__Dataset entries__
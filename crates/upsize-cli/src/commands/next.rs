use std::path::Path;

use upsize_core::{EscalateConfig, Platform};
use upsize_engine::Escalator;

pub fn run(
    platform: &str,
    identifier: &str,
    format: &str,
    config_path: Option<&str>,
) -> anyhow::Result<()> {
    let platform: Platform = platform.parse()?;
    let config = EscalateConfig::load(config_path.map(Path::new))?;

    let next = Escalator::new(config).escalate(platform, identifier)?;

    tracing::info!(
        platform = %platform,
        current = identifier,
        next = %next,
        "escalated instance size"
    );

    match format {
        "json" => {
            let output = serde_json::json!({
                "platform": platform,
                "current": identifier,
                "next": next,
            });
            println!("{}", serde_json::to_string_pretty(&output)?);
        }
        _ => {
            println!("{next}");
        }
    }

    Ok(())
}
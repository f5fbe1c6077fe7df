//! Error types for instance-size escalation.

use thiserror::Error;

/// Result type alias for escalation operations.
pub type EscalateResult<T> = Result<T, EscalateError>;

/// Errors that can occur while computing the next instance size.
///
/// All variants are terminal: a malformed identifier will not become
/// valid on retry, and a size past its ceiling has no successor.
#[derive(Debug, Clone, PartialEq, Eq, Error)]
pub enum EscalateError {
    /// The platform discriminator is not recognised by the dispatch layer.
    #[error("unsupported platform: {0}")]
    UnsupportedPlatform(String),

    /// The identifier did not match the provider's expected grammar.
    /// Each platform has its own format, and an identifier we cannot
    /// parse is one we cannot escalate.
    #[error("instance type did not match expected format: {0}")]
    UnsupportedFormat(String),

    /// The identifier parsed, but no successor rule exists for it —
    /// either the ceiling was reached or the family/flavor combination
    /// has no stepping rule.
    #[error("instance type is not supported: {0}")]
    NotSupported(String),

    /// Escalation requested but the required size value is absent
    /// (OpenStack with no alternate flavor configured).
    #[error("instance size is missing: {0}")]
    MissingSize(String),

    /// A field that matched its grammar failed numeric conversion.
    /// This is a parser/calculator contract violation, not bad input;
    /// it aborts the call, never the process.
    #[error("parser contract violated for {identifier}: field {field} is not numeric")]
    Contract {
        identifier: String,
        field: &'static str,
    },
}
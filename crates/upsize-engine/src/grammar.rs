//! Named-capture-group grammar helper.
//!
//! Each provider identifier grammar is an anchored regex with named
//! groups. A parse succeeds only when the whole identifier matches and
//! every required group captured something; an optional group that did
//! not participate stays absent, which is distinct from capturing an
//! empty string.

use regex::{Captures, Regex};
use upsize_core::{EscalateError, EscalateResult};

/// A provider identifier grammar.
pub struct Grammar {
    re: Regex,
    required: &'static [&'static str],
}

/// Fields extracted from one identifier by a [`Grammar`].
#[derive(Debug)]
pub struct ParsedFields<'a> {
    identifier: &'a str,
    caps: Captures<'a>,
}

impl Grammar {
    /// Compile a grammar from an anchored pattern.
    ///
    /// Panics on an invalid pattern: grammars are compile-time constants,
    /// so a bad one is a programmer error, not a runtime condition.
    pub fn new(pattern: &str, required: &'static [&'static str]) -> Self {
        let re = Regex::new(pattern).expect("grammar pattern must be valid regex");
        Grammar { re, required }
    }

    /// Parse an identifier, enforcing presence of all required groups.
    pub fn parse<'a>(&self, identifier: &'a str) -> EscalateResult<ParsedFields<'a>> {
        let caps = self
            .re
            .captures(identifier)
            .ok_or_else(|| EscalateError::UnsupportedFormat(identifier.to_string()))?;

        for &name in self.required {
            if caps.name(name).is_none() {
                return Err(EscalateError::UnsupportedFormat(identifier.to_string()));
            }
        }

        Ok(ParsedFields { identifier, caps })
    }
}

impl<'a> ParsedFields<'a> {
    pub fn identifier(&self) -> &'a str {
        self.identifier
    }

    /// The captured text for `name`, if the group participated.
    pub fn get(&self, name: &str) -> Option<&'a str> {
        self.caps.name(name).map(|m| m.as_str())
    }

    /// The captured text for a group the grammar guarantees present.
    pub fn require(&self, name: &'static str) -> EscalateResult<&'a str> {
        self.get(name).ok_or_else(|| self.contract(name))
    }

    /// A required integer field. The grammar matched digits, so a
    /// conversion failure is a contract violation.
    pub fn int(&self, name: &'static str) -> EscalateResult<u64> {
        self.require(name)?
            .parse()
            .map_err(|_| self.contract(name))
    }

    /// An optional integer field.
    pub fn opt_int(&self, name: &'static str) -> EscalateResult<Option<u64>> {
        match self.get(name) {
            Some(raw) => raw.parse().map(Some).map_err(|_| self.contract(name)),
            None => Ok(None),
        }
    }

    /// A required float field (fractional vCPU counts in GCP custom types).
    pub fn float(&self, name: &'static str) -> EscalateResult<f64> {
        self.require(name)?
            .parse()
            .map_err(|_| self.contract(name))
    }

    fn contract(&self, field: &'static str) -> EscalateError {
        EscalateError::Contract {
            identifier: self.identifier.to_string(),
            field,
        }
    }
}

#[cfg(test)]
mod tests {
    use super::*;

    fn grammar() -> Grammar {
        Grammar::new(
            r"^(?P<family>[a-z]+)\.(?P<multiplier>[0-9]+)?(?P<size>[a-z]+)$",
            &["family", "size"],
        )
    }

    #[test]
    fn parse_extracts_named_fields() {
        let g = grammar();
        let fields = g.parse("m.2xlarge").unwrap();
        assert_eq!(fields.require("family").unwrap(), "m");
        assert_eq!(fields.opt_int("multiplier").unwrap(), Some(2));
        assert_eq!(fields.require("size").unwrap(), "xlarge");
    }

    #[test]
    fn optional_group_is_absent_not_empty() {
        let g = grammar();
        let fields = g.parse("m.large").unwrap();
        assert_eq!(fields.get("multiplier"), None);
        assert_eq!(fields.opt_int("multiplier").unwrap(), None);
    }

    #[test]
    fn no_match_is_a_format_error() {
        let g = grammar();
        let err = g.parse("not-an-identifier").unwrap_err();
        assert_eq!(
            err,
            EscalateError::UnsupportedFormat("not-an-identifier".into())
        );
    }

    #[test]
    fn anchoring_rejects_surrounding_garbage() {
        let g = grammar();
        assert!(g.parse("m.large.extra").is_err());
        assert!(g.parse("xx m.large").is_err());
    }

    #[test]
    fn missing_unrequired_field_is_a_contract_violation() {
        let g = grammar();
        let fields = g.parse("m.large").unwrap();
        let err = fields.require("multiplier").unwrap_err();
        assert!(matches!(err, EscalateError::Contract { field, .. } if field == "multiplier"));
    }

    #[test]
    fn float_field_parses() {
        let g = Grammar::new(r"^(?P<vcpu>[0-9.]+)$", &["vcpu"]);
        let fields = g.parse("0.25").unwrap();
        assert_eq!(fields.float("vcpu").unwrap(), 0.25);
    }

    #[test]
    fn unparsable_numeric_is_a_contract_violation() {
        // "1.2.3" satisfies the character class but is not a number.
        let g = Grammar::new(r"^(?P<vcpu>[0-9.]+)$", &["vcpu"]);
        let fields = g.parse("1.2.3").unwrap();
        assert!(matches!(
            fields.float("vcpu").unwrap_err(),
            EscalateError::Contract { .. }
        ));
    }
}
//! GCP machine types — `<family>-<subfamily>(-<flavor>)?-<vcpus>(-<memory-mb>)?`.
//!
//! Two disjoint shapes share the grammar:
//!
//! - standard types (`n2-standard-4`): the vCPU multiplier steps through
//!   family-specific thresholds;
//! - custom types (`n2-custom-4-12288`, `e2-custom-micro-0.25-2048`): the
//!   vCPU count and memory step together, with rules keyed by family and
//!   flavor. Custom e2 micro/small carry a fractional vCPU count.

use std::sync::LazyLock;

use tracing::debug;
use upsize_core::{EscalateError, EscalateResult};

use crate::grammar::Grammar;

static GRAMMAR: LazyLock<Grammar> = LazyLock::new(|| {
    Grammar::new(
        r"^(?P<family>[0-9a-z]+)-(?P<subfamily>[0-9a-z]+(-(?P<flavor>[a-z]+))?)-(?P<multiplier>[0-9.]+)(-(?P<memory>[0-9]+))?$",
        &["family", "subfamily", "multiplier"],
    )
});

/// Memory granted per vCPU when stepping a custom type, in MB. This is a
/// sizing policy (a comfortable bump), not a GCP platform constraint;
/// GCP itself allows a range per family.
const CUSTOM_MEMORY_PER_VCPU_MB: u64 = 3 * 1024;

/// Checks that `candidate` matches the GCP machine-type grammar.
pub fn validate(candidate: &str) -> EscalateResult<()> {
    GRAMMAR.parse(candidate).map(|_| ())
}

/// Returns the next GCP machine type in the series.
pub fn next_machine_type(current: &str) -> EscalateResult<String> {
    let fields = GRAMMAR.parse(current)?;
    let family = fields.require("family")?;
    let subfamily = fields.require("subfamily")?;
    let flavor = fields.get("flavor");
    let vcpus = fields.float("multiplier")?;
    let memory_mb = fields.opt_int("memory")?.unwrap_or(0);

    let next = if subfamily.starts_with("custom") {
        next_custom(current, family, subfamily, flavor, vcpus, memory_mb)?
    } else {
        next_standard(current, family, vcpus)?
    };

    debug!(current, next = %next, "escalated gcp machine type");

    Ok(next)
}

/// Step a custom machine type. Rules are keyed by (family, flavor);
/// a pair without an entry has no successor.
fn next_custom(
    current: &str,
    family: &str,
    subfamily: &str,
    flavor: Option<&str>,
    vcpus: f64,
    memory_mb: u64,
) -> EscalateResult<String> {
    if vcpus == 0.0 || memory_mb == 0 {
        return Err(EscalateError::NotSupported(current.to_string()));
    }

    let whole_vcpus = vcpus as u64;

    match (family, flavor) {
        // N1: vCPUs step by 2. GCP allows up to 96 on newer CPU
        // platforms, but only 64 on older ones, and we cannot detect
        // which — cap at 64.
        ("n1", None) => {
            let vcpus = if whole_vcpus < 64 {
                whole_vcpus + 2
            } else {
                whole_vcpus
            };
            Ok(format_custom(family, subfamily, vcpus))
        }

        // N2: multiples of 2 up to 32 vCPUs, multiples of 4 beyond,
        // topping out at 80.
        ("n2", None) => {
            let vcpus = if whole_vcpus < 32 {
                whole_vcpus + 2
            } else if whole_vcpus <= 76 {
                whole_vcpus + 4
            } else {
                whole_vcpus
            };
            Ok(format_custom(family, subfamily, vcpus))
        }

        // N2D: discrete ladder 2, 4, 8, 16, then +16 per step up to 96.
        ("n2d", None) => {
            let vcpus = match whole_vcpus {
                2 => 4,
                4 => 8,
                8 => 16,
                96 => 96,
                v => v + 16,
            };
            Ok(format_custom(family, subfamily, vcpus))
        }

        // E2 shared-core flavors: the vCPU count is fixed per flavor, so
        // only memory steps, bounded by the flavor's ceiling.
        ("e2", Some("micro")) => next_e2_shared(current, family, subfamily, vcpus, memory_mb, 2 * 1024),
        ("e2", Some("small")) => next_e2_shared(current, family, subfamily, vcpus, memory_mb, 4 * 1024),

        // E2 medium: memory-only stepping like the other shared-core
        // flavors, but with a whole vCPU count.
        ("e2", Some("medium")) => {
            if memory_mb >= 8 * 1024 {
                return Err(EscalateError::NotSupported(current.to_string()));
            }
            Ok(format!(
                "{family}-{subfamily}-{whole_vcpus}-{}",
                memory_mb + 1024
            ))
        }

        // E2 without a flavor: multiples of 2 up to 32 vCPUs.
        ("e2", None) => {
            let vcpus = if whole_vcpus < 32 {
                whole_vcpus + 2
            } else {
                whole_vcpus
            };
            Ok(format_custom(family, subfamily, vcpus))
        }

        _ => Err(EscalateError::NotSupported(current.to_string())),
    }
}

/// Memory-only stepping for fractional-vCPU e2 flavors. The vCPU count
/// is reformatted with two decimals, exactly as GCP spells it.
fn next_e2_shared(
    current: &str,
    family: &str,
    subfamily: &str,
    vcpus: f64,
    memory_mb: u64,
    ceiling_mb: u64,
) -> EscalateResult<String> {
    if memory_mb >= ceiling_mb {
        return Err(EscalateError::NotSupported(current.to_string()));
    }

    Ok(format!("{family}-{subfamily}-{vcpus:.2}-{}", memory_mb + 1024))
}

fn format_custom(family: &str, subfamily: &str, vcpus: u64) -> String {
    let memory_mb = vcpus * CUSTOM_MEMORY_PER_VCPU_MB;

    format!("{family}-{subfamily}-{vcpus}-{memory_mb}")
}

/// Step a standard machine type through the family-specific thresholds.
/// Always reformats as `<family>-standard-<multiplier>`.
fn next_standard(current: &str, family: &str, multiplier: f64) -> EscalateResult<String> {
    // Fractional vCPU counts only exist in custom shared-core shapes;
    // a standard type with one is malformed.
    if multiplier.fract() != 0.0 {
        return Err(EscalateError::UnsupportedFormat(current.to_string()));
    }

    let unsupported = || EscalateError::NotSupported(current.to_string());

    let multiplier = match multiplier as u64 {
        m if family == "e2" && m >= 32 => return Err(unsupported()),
        32 if family == "n2" => 48,
        64 if family == "n2" => 80,
        64 | 80 => 96,
        m if family == "n1" && m >= 96 => return Err(unsupported()),
        96 => 128,
        m if m >= 128 => return Err(unsupported()),
        m => m * 2,
    };

    Ok(format!("{family}-standard-{multiplier}"))
}
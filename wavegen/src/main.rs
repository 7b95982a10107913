use anyhow::Context;
use clap::{Parser, ValueEnum};
use std::io::{self, Write};
use std::path::PathBuf;
use wavecore::render::OutputFormat;
use wavecore::TableKind;
use workflow::config::WavegenConfig;
use workflow::runner::Runner;

mod workflow;

#[derive(Debug, Clone, Copy, PartialEq, Eq, ValueEnum)]
enum OutputArg {
    Sine,
    Periods,
}

impl From<OutputArg> for TableKind {
    fn from(arg: OutputArg) -> Self {
        match arg {
            OutputArg::Sine => TableKind::Sine,
            OutputArg::Periods => TableKind::Periods,
        }
    }
}

#[derive(Debug, Clone, Copy, PartialEq, Eq, ValueEnum)]
enum FormatArg {
    C,
    Json,
}

impl From<FormatArg> for OutputFormat {
    fn from(arg: FormatArg) -> Self {
        match arg {
            FormatArg::C => OutputFormat::C,
            FormatArg::Json => OutputFormat::Json,
        }
    }
}

#[derive(Parser, Debug)]
#[command(author, version, about = "Generate lookup tables for the AVR wavetable synth")]
struct Args {
    /// Table to print to stdout
    #[arg(long, value_enum)]
    output: OutputArg,
    /// Rendering of the table
    #[arg(long, value_enum, default_value_t = FormatArg::C)]
    format: FormatArg,
    /// Override table constants from YAML
    #[arg(long)]
    config: Option<PathBuf>,
    /// Log min/max/mean (and spectrum for sine) to stderr
    #[arg(long, default_value_t = false)]
    summary: bool,
}

fn main() -> anyhow::Result<()> {
    env_logger::init();
    let args = Args::parse();

    let config = match &args.config {
        Some(path) => WavegenConfig::load(path)?,
        None => WavegenConfig::default(),
    };

    let runner = Runner::new(config).with_summary(args.summary);
    let text = runner.execute(args.output.into(), args.format.into())?;

    let stdout = io::stdout();
    let mut handle = stdout.lock();
    handle
        .write_all(text.as_bytes())
        .context("writing table to stdout")?;
    handle.flush().context("flushing stdout")?;

    Ok(())
}

#[cfg(test)]
mod tests {
    use super::*;

    #[test]
    fn output_is_required() {
        assert!(Args::try_parse_from(["wavegen"]).is_err());
    }

    #[test]
    fn unknown_output_is_rejected() {
        let err = Args::try_parse_from(["wavegen", "--output", "foo"]).unwrap_err();
        assert_eq!(err.kind(), clap::error::ErrorKind::InvalidValue);
    }

    #[test]
    fn defaults_to_c_without_summary() {
        let args = Args::try_parse_from(["wavegen", "--output", "periods"]).unwrap();
        assert_eq!(args.output, OutputArg::Periods);
        assert_eq!(args.format, FormatArg::C);
        assert!(args.config.is_none());
        assert!(!args.summary);
    }

    #[test]
    fn accepts_every_flag() {
        let args = Args::try_parse_from([
            "wavegen",
            "--output",
            "sine",
            "--format",
            "json",
            "--config",
            "tables.yaml",
            "--summary",
        ])
        .unwrap();
        assert_eq!(TableKind::from(args.output), TableKind::Sine);
        assert_eq!(OutputFormat::from(args.format), OutputFormat::Json);
        assert_eq!(args.config, Some(PathBuf::from("tables.yaml")));
        assert!(args.summary);
    }
}
use crate::workflow::config::WavegenConfig;
use anyhow::Context;
use log::info;
use wavecore::analysis::analyze;
use wavecore::generate::{build_table, render_table};
use wavecore::render::OutputFormat;
use wavecore::TableKind;

#[derive(Clone)]
pub struct Runner {
    config: WavegenConfig,
    summary: bool,
}

impl Runner {
    pub fn new(config: WavegenConfig) -> Self {
        Self {
            config,
            summary: false,
        }
    }

    pub fn with_summary(mut self, summary: bool) -> Self {
        self.summary = summary;
        self
    }

    /// Builds and renders one table; the caller decides where the text goes.
    pub fn execute(&self, kind: TableKind, format: OutputFormat) -> anyhow::Result<String> {
        let table_config = self.config.to_table_config();
        let table = build_table(kind, &table_config)
            .with_context(|| format!("building {} table", kind))?;

        if self.summary {
            if let Some(report) = analyze(&table) {
                info!("{} summary: {}", kind, report);
            }
        }

        render_table(&table, format).with_context(|| format!("rendering {} table", kind))
    }
}
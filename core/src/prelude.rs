use serde::{Deserialize, Serialize};
use std::fmt;
use std::str::FromStr;

/// Constants shared by every table builder.
///
/// The defaults are the values the firmware is built against: a 64-entry
/// sine table with 5-bit samples, and 512 note periods spanning roughly six
/// octaves upward from A0 at 84 steps per octave on a 16 MHz timer clock.
#[derive(Debug, Clone, PartialEq, Serialize, Deserialize)]
pub struct TableConfig {
    pub n_samples: usize,
    pub max_sample: u8,
    pub n_periods: usize,
    pub start_note_frequency_hz: f64,
    pub octave_index_range: f64,
    pub ticks_per_second: f64,
}

impl Default for TableConfig {
    fn default() -> Self {
        Self {
            n_samples: 64,
            max_sample: 31,
            n_periods: 512,
            start_note_frequency_hz: 27.5,
            octave_index_range: 84.0,
            ticks_per_second: 16_000_000.0,
        }
    }
}

/// Largest table the firmware can index with a 16-bit counter.
pub const MAX_TABLE_LEN: usize = u16::MAX as usize + 1;

impl TableConfig {
    /// Rejects constants that would make a formula degenerate.
    pub fn validate(&self) -> GeneratorResult<()> {
        let lengths = [("n_samples", self.n_samples), ("n_periods", self.n_periods)];
        for (name, value) in lengths {
            if value == 0 || value > MAX_TABLE_LEN {
                return Err(GeneratorError::InvalidConfig(format!(
                    "{} must be between 1 and {}, got {}",
                    name, MAX_TABLE_LEN, value
                )));
            }
        }
        let positive = [
            ("start_note_frequency_hz", self.start_note_frequency_hz),
            ("octave_index_range", self.octave_index_range),
            ("ticks_per_second", self.ticks_per_second),
        ];
        for (name, value) in positive {
            if !(value.is_finite() && value > 0.0) {
                return Err(GeneratorError::InvalidConfig(format!(
                    "{} must be a positive finite number, got {}",
                    name, value
                )));
            }
        }
        Ok(())
    }
}

/// Which table to emit.
#[derive(Debug, Clone, Copy, PartialEq, Eq, Serialize, Deserialize)]
#[serde(rename_all = "lowercase")]
pub enum TableKind {
    Sine,
    Periods,
}

impl TableKind {
    pub const ALL: [TableKind; 2] = [TableKind::Sine, TableKind::Periods];

    pub fn name(self) -> &'static str {
        match self {
            TableKind::Sine => "sine",
            TableKind::Periods => "periods",
        }
    }
}

impl fmt::Display for TableKind {
    fn fmt(&self, f: &mut fmt::Formatter<'_>) -> fmt::Result {
        f.write_str(self.name())
    }
}

impl FromStr for TableKind {
    type Err = GeneratorError;

    fn from_str(s: &str) -> Result<Self, Self::Err> {
        TableKind::ALL
            .into_iter()
            .find(|kind| kind.name() == s)
            .ok_or_else(|| GeneratorError::InvalidSelection(s.to_string()))
    }
}

/// Common error type for table generation.
#[derive(thiserror::Error, Debug, PartialEq)]
pub enum GeneratorError {
    #[error("invalid selection: {0:?} (expected one of: sine, periods)")]
    InvalidSelection(String),
    #[error("invalid config: {0}")]
    InvalidConfig(String),
    #[error("period at index {index} is {ticks} ticks, outside the 16-bit timer range 1..=65535")]
    PeriodOutOfRange { index: usize, ticks: f64 },
    #[error("render failure: {0}")]
    Render(String),
}

pub type GeneratorResult<T> = Result<T, GeneratorError>;

/// A table builder: checks the constants it depends on, then computes.
pub trait TableBuilder: Sized {
    const KIND: TableKind;

    fn build(config: &TableConfig) -> GeneratorResult<Self>;
    fn len(&self) -> usize;

    fn is_empty(&self) -> bool {
        self.len() == 0
    }
}
use crate::math::pitch::{index_to_frequency_hz, period_ticks, round_ticks};
use crate::prelude::{GeneratorError, GeneratorResult, TableBuilder, TableConfig, TableKind};
use crate::telemetry::log::LogManager;
use serde::Serialize;

/// Timer compare value for one note, with the frequency it was derived from.
#[derive(Debug, Clone, Copy, PartialEq, Serialize)]
pub struct PeriodEntry {
    pub ticks: u16,
    pub frequency_hz: f64,
}

/// Ticks per sine sample for each note index, lowest note first.
#[derive(Debug, Clone, PartialEq, Serialize)]
pub struct PeriodTable {
    pub entries: Vec<PeriodEntry>,
}

impl PeriodTable {
    pub fn ticks(&self) -> impl Iterator<Item = u16> + '_ {
        self.entries.iter().map(|entry| entry.ticks)
    }
}

impl TableBuilder for PeriodTable {
    const KIND: TableKind = TableKind::Periods;

    fn build(config: &TableConfig) -> GeneratorResult<Self> {
        config.validate()?;
        let logger = LogManager::new(Self::KIND);

        let entries = (0..config.n_periods)
            .map(|index| {
                let frequency_hz = index_to_frequency_hz(index, config);
                let ticks = round_ticks(period_ticks(frequency_hz, config));
                // A zero compare value would stall the timer.
                if !(1.0..=u16::MAX as f64).contains(&ticks) {
                    return Err(GeneratorError::PeriodOutOfRange { index, ticks });
                }
                Ok(PeriodEntry {
                    ticks: ticks as u16,
                    frequency_hz,
                })
            })
            .collect::<GeneratorResult<Vec<_>>>()?;

        if let (Some(first), Some(last)) = (entries.first(), entries.last()) {
            logger.detail(&format!(
                "{} periods, {:.6} Hz -> {:.6} Hz, {} -> {} ticks",
                entries.len(),
                first.frequency_hz,
                last.frequency_hz,
                first.ticks,
                last.ticks
            ));
        }
        Ok(Self { entries })
    }

    fn len(&self) -> usize {
        self.entries.len()
    }
}

#[cfg(test)]
mod tests {
    use super::*;

    fn table() -> PeriodTable {
        PeriodTable::build(&TableConfig::default()).unwrap()
    }

    #[test]
    fn periods_cover_every_note_index() {
        assert_eq!(table().len(), 512);
    }

    #[test]
    fn first_entry_is_a0() {
        let first = table().entries[0];
        assert!((first.frequency_hz - 27.5).abs() < 1e-9);
        assert_eq!(first.ticks, 9091);
    }

    #[test]
    fn every_entry_matches_formula() {
        for (i, entry) in table().entries.iter().enumerate() {
            let frequency = 27.5 * 2f64.powf(i as f64 / 84.0);
            let expected = (16_000_000.0 / (frequency * 64.0)).round() as u16;
            assert_eq!(entry.ticks, expected, "index {}", i);
        }
    }

    #[test]
    fn periods_strictly_decrease() {
        let ticks: Vec<u16> = table().ticks().collect();
        for pair in ticks.windows(2) {
            assert!(pair[0] > pair[1], "{} !> {}", pair[0], pair[1]);
        }
    }

    #[test]
    fn fast_clock_overflow_is_reported() {
        let config = TableConfig {
            ticks_per_second: 1.0e9,
            ..Default::default()
        };
        assert!(matches!(
            PeriodTable::build(&config),
            Err(GeneratorError::PeriodOutOfRange { index: 0, .. })
        ));
    }

    #[test]
    fn zero_tick_periods_are_rejected() {
        let long_table = TableConfig {
            n_periods: 2000,
            ..Default::default()
        };
        assert!(matches!(
            PeriodTable::build(&long_table),
            Err(GeneratorError::PeriodOutOfRange { index, ticks }) if index < 2000 && ticks < 1.0
        ));

        let steep_scale = TableConfig {
            octave_index_range: 1.0,
            n_periods: 40,
            ..Default::default()
        };
        assert!(matches!(
            PeriodTable::build(&steep_scale),
            Err(GeneratorError::PeriodOutOfRange { ticks, .. }) if ticks < 1.0
        ));
    }
}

__Your goal__
Return all lines from the data above with "only" in them.

__Task response__
//! groups. A parse succeeds only when the whole identifier matches and
        // platforms, but only 64 on older ones, and we cannot detect
        // only memory steps, bounded by the flavor's ceiling.
        // E2 medium: memory-only stepping like the other shared-core
/// Memory-only stepping for fractional-vCPU e2 flavors. The vCPU count
    // Fractional vCPU counts only exist in custom shared-core shapes;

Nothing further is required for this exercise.